== What is required ==
Transcribe the entire listing exactly.

== Input data ==

//! # Trellis
//!
//! Planar Delaunay triangulation on a half-edge mesh, with required edges.
//!
//! Trellis keeps a doubly-connected edge list over a set of 2-D points and
//! drives it with a handful of local operations (face split, edge flip) to a
//! Delaunay triangulation, then forces required edges, such as the sides of
//! a polygon, into it while keeping the rest as close to Delaunay as they
//! allow.
//!
//! ## Features
//!
//! - **Half-edge data structure**: O(1) adjacency queries with type-safe indices
//! - **Flexible indexing**: Support for 16-bit, 32-bit, and 64-bit indices
//! - **Ear clipping**: interior of a simple loop and the pockets of its hull
//! - **Legalization**: edge flipping with cycle detection instead of a hang
//! - **Constrained edges**: crossing resolution by flipping, then re-legalization
//! - **JSON I/O** and a small command-line tool
//!
//! ## Quick Start
//!
//! ```
//! use trellis::prelude::*;
//! use nalgebra::Point2;
//!
//! let points = vec![
//!     Point2::new(0.0, 0.0),
//!     Point2::new(3.0, 0.0),
//!     Point2::new(3.0, 2.0),
//!     Point2::new(0.0, 2.0),
//!     Point2::new(1.2, 0.9),
//!     Point2::new(2.1, 1.1),
//! ];
//!
//! let tri: Triangulation = Triangulation::from_points(&points, &TriangulationOptions::default()).unwrap();
//! let mesh = tri.mesh();
//!
//! assert!(mesh.is_valid());
//! assert!(tri.legalization().is_converged());
//! for he in mesh.halfedge_ids() {
//!     assert!(mesh.is_legal(he));
//! }
//! ```
//!
//! ## Polygons
//!
//! ```
//! use trellis::prelude::*;
//! use nalgebra::Point2;
//!
//! let polygon = vec![
//!     Point2::new(0.0, 0.0),
//!     Point2::new(4.0, 0.0),
//!     Point2::new(4.0, 1.5),
//!     Point2::new(1.5, 1.5),
//!     Point2::new(1.5, 4.0),
//!     Point2::new(0.0, 4.0),
//! ];
//! let inside = vec![Point2::new(0.7, 0.6), Point2::new(2.9, 0.8)];
//!
//! let tri: Triangulation =
//!     Triangulation::with_polygon(&inside, &polygon, &TriangulationOptions::default()).unwrap();
//! let (vertices, triangles) = tri.interior_triangles();
//! assert_eq!(vertices.len(), 8);
//! assert!(!triangles.is_empty());
//! ```
//!
//! ## Mesh Traversal
//!
//! ```
//! use trellis::prelude::*;
//! use nalgebra::Point2;
//!
//! let square = [
//!     Point2::new(0.0, 0.0),
//!     Point2::new(1.0, 0.0),
//!     Point2::new(1.0, 1.0),
//!     Point2::new(0.0, 1.0),
//! ];
//! let mut mesh: HalfEdgeMesh = build_from_loop(&square).unwrap();
//! triangulate_interior(&mut mesh).unwrap();
//!
//! // Iterate over neighbors of a vertex
//! let v = VertexId::new(0);
//! for neighbor in mesh.vertex_neighbors(v) {
//!     println!("Neighbor: {:?}", neighbor);
//! }
//!
//! // The outer face is a face like any other
//! assert_eq!(mesh.face_degree(mesh.outer_face()), 4);
//! ```

#![warn(missing_docs)]
#![warn(clippy::all)]

pub mod algo;
pub mod error;
pub mod geometry;
pub mod io;
pub mod mesh;
pub mod triangulation;

pub use triangulation::{Triangulation, TriangulationOptions};

/// Prelude module for convenient imports.
///
/// This module re-exports the most commonly used types and functions:
///
/// ```
/// use trellis::prelude::*;
/// ```
pub mod prelude {
    pub use crate::algo::{
        enforce_edges, legalize, relax, triangulate_exterior, triangulate_interior, ConstraintOptions,
        LegalizeOptions, RelaxOptions,
    };
    pub use crate::error::{MeshError, Result};
    pub use crate::mesh::{
        build_from_loop, EdgeKey, Face, FaceId, HalfEdge, HalfEdgeId, HalfEdgeMesh, MeshIndex, Vertex, VertexId,
    };
    pub use crate::triangulation::{Triangulation, TriangulationOptions};
}

// Re-export nalgebra types for convenience
pub use nalgebra;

== Reply ==
//! # Trellis
//!
//! Planar Delaunay triangulation on a half-edge mesh, with required edges.
//!
//! Trellis keeps a doubly-connected edge list over a set of 2-D points and
//! drives it with a handful of local operations (face split, edge flip) to a
//! Delaunay triangulation, then forces required edges, such as the sides of
//! a polygon, into it while keeping the rest as close to Delaunay as they
//! allow.
//!
//! ## Features
//!
//! - **Half-edge data structure**: O(1) adjacency queries with type-safe indices
//! - **Flexible indexing**: Support for 16-bit, 32-bit, and 64-bit indices
//! - **Ear clipping**: interior of a simple loop and the pockets of its hull
//! - **Legalization**: edge flipping with cycle detection instead of a hang
//! - **Constrained edges**: crossing resolution by flipping, then re-legalization
//! - **JSON I/O** and a small command-line tool
//!
//! ## Quick Start
//!
//! ```
//! use trellis::prelude::*;
//! use nalgebra::Point2;
//!
//! let points = vec![
//!     Point2::new(0.0, 0.0),
//!     Point2::new(3.0, 0.0),
//!     Point2::new(3.0, 2.0),
//!     Point2::new(0.0, 2.0),
//!     Point2::new(1.2, 0.9),
//!     Point2::new(2.1, 1.1),
//! ];
//!
//! let tri: Triangulation = Triangulation::from_points(&points, &TriangulationOptions::default()).unwrap();
//! let mesh = tri.mesh();
//!
//! assert!(mesh.is_valid());
//! assert!(tri.legalization().is_converged());
//! for he in mesh.halfedge_ids() {
//!     assert!(mesh.is_legal(he));
//! }
//! ```
//!
//! ## Polygons
//!
//! ```
//! use trellis::prelude::*;
//! use nalgebra::Point2;
//!
//! let polygon = vec![
//!     Point2::new(0.0, 0.0),
//!     Point2::new(4.0, 0.0),
//!     Point2::new(4.0, 1.5),
//!     Point2::new(1.5, 1.5),
//!     Point2::new(1.5, 4.0),
//!     Point2::new(0.0, 4.0),
//! ];
//! let inside = vec![Point2::new(0.7, 0.6), Point2::new(2.9, 0.8)];
//!
//! let tri: Triangulation =
//!     Triangulation::with_polygon(&inside, &polygon, &TriangulationOptions::default()).unwrap();
//! let (vertices, triangles) = tri.interior_triangles();
//! assert_eq!(vertices.len(), 8);
//! assert!(!triangles.is_empty());
//! ```
//!
//! ## Mesh Traversal
//!
//! ```
//! use trellis::prelude::*;
//! use nalgebra::Point2;
//!
//! let square = [
//!     Point2::new(0.0, 0.0),
//!     Point2::new(1.0, 0.0),
//!     Point2::new(1.0, 1.0),
//!     Point2::new(0.0, 1.0),
//! ];
//! let mut mesh: HalfEdgeMesh = build_from_loop(&square).unwrap();
//! triangulate_interior(&mut mesh).unwrap();
//!
//! // Iterate over neighbors of a vertex
//! let v = VertexId::new(0);
//! for neighbor in mesh.vertex_neighbors(v) {
//!     println!("Neighbor: {:?}", neighbor);
//! }
//!
//! // The outer face is a face like any other
//! assert_eq!(mesh.face_degree(mesh.outer_face()), 4);
//! ```

#![warn(missing_docs)]
#![warn(clippy::all)]

pub mod algo;
pub mod error;
pub mod geometry;
pub mod io;
pub mod mesh;
pub mod triangulation;

pub use triangulation::{Triangulation, TriangulationOptions};

/// Prelude module for convenient imports.
///
/// This module re-exports the most commonly used types and functions:
///
/// ```
/// use trellis::prelude::*;
/// ```
pub mod prelude {
    pub use crate::algo::{
        enforce_edges, legalize, relax, triangulate_exterior, triangulate_interior, ConstraintOptions,
        LegalizeOptions, RelaxOptions,
    };
    pub use crate::error::{MeshError, Result};
    pub use crate::mesh::{
        build_from_loop, EdgeKey, Face, FaceId, HalfEdge, HalfEdgeId, HalfEdgeMesh, MeshIndex, Vertex, VertexId,
    };
    pub use crate::triangulation::{Triangulation, TriangulationOptions};
}

// Re-export nalgebra types for convenience
pub use nalgebra;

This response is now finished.